▸ Task objective: Copy exactly the lines from the start of the data below through the one that carries "by whole milliseconds.", and only those.

Saved entries
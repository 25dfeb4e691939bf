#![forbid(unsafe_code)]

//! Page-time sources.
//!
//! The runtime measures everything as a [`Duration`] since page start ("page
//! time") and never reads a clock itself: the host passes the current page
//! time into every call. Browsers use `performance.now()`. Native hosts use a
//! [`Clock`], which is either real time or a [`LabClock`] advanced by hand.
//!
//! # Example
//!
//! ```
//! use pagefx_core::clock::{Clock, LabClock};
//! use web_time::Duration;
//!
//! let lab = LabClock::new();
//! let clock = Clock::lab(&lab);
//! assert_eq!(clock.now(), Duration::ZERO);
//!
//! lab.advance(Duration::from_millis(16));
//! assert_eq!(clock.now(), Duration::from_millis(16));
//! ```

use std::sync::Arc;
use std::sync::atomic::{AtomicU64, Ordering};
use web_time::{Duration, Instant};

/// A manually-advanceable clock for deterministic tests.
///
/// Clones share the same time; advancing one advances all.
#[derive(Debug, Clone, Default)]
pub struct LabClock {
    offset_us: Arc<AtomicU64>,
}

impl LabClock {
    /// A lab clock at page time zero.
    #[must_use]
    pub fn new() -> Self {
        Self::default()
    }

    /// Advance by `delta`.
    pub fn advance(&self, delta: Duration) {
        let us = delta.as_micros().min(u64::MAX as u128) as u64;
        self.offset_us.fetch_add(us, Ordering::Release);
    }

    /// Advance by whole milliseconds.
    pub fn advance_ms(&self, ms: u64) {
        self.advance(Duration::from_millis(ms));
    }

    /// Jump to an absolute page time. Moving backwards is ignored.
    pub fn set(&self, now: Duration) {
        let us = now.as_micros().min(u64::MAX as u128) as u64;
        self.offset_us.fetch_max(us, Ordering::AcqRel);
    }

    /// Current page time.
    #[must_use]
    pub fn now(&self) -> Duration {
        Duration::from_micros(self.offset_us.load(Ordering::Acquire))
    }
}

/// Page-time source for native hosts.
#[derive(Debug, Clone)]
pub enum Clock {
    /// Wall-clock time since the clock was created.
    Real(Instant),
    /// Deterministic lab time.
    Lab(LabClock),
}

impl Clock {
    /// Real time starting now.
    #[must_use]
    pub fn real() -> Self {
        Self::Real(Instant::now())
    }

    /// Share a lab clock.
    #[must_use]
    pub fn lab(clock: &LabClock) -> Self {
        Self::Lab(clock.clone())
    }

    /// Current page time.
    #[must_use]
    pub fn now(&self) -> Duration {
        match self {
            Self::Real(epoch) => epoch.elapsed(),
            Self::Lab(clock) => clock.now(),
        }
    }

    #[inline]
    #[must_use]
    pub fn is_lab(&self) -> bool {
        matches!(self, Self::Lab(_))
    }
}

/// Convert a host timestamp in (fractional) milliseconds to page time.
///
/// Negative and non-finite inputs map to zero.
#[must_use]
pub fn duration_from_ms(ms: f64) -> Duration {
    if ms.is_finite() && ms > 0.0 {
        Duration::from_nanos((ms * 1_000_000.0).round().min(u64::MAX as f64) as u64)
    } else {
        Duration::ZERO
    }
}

▸ Task response:
repository 25dfeb4e691939bf
#![forbid(unsafe_code)]

//! Page-time sources.
//!
//! The runtime measures everything as a [`Duration`] since page start ("page
//! time") and never reads a clock itself: the host passes the current page
//! time into every call. Browsers use `performance.now()`. Native hosts use a
//! [`Clock`], which is either real time or a [`LabClock`] advanced by hand.
//!
//! # Example
//!
//! ```
//! use pagefx_core::clock::{Clock, LabClock};
//! use web_time::Duration;
//!
//! let lab = LabClock::new();
//! let clock = Clock::lab(&lab);
//! assert_eq!(clock.now(), Duration::ZERO);
//!
//! lab.advance(Duration::from_millis(16));
//! assert_eq!(clock.now(), Duration::from_millis(16));
//! ```

use std::sync::Arc;
use std::sync::atomic::{AtomicU64, Ordering};
use web_time::{Duration, Instant};

/// A manually-advanceable clock for deterministic tests.
///
/// Clones share the same time; advancing one advances all.
#[derive(Debug, Clone, Default)]
pub struct LabClock {
    offset_us: Arc<AtomicU64>,
}

impl LabClock {
    /// A lab clock at page time zero.
    #[must_use]
    pub fn new() -> Self {
        Self::default()
    }

    /// Advance by `delta`.
    pub fn advance(&self, delta: Duration) {
        let us = delta.as_micros().min(u64::MAX as u128) as u64;
        self.offset_us.fetch_add(us, Ordering::Release);
    }

    /// Advance by whole milliseconds.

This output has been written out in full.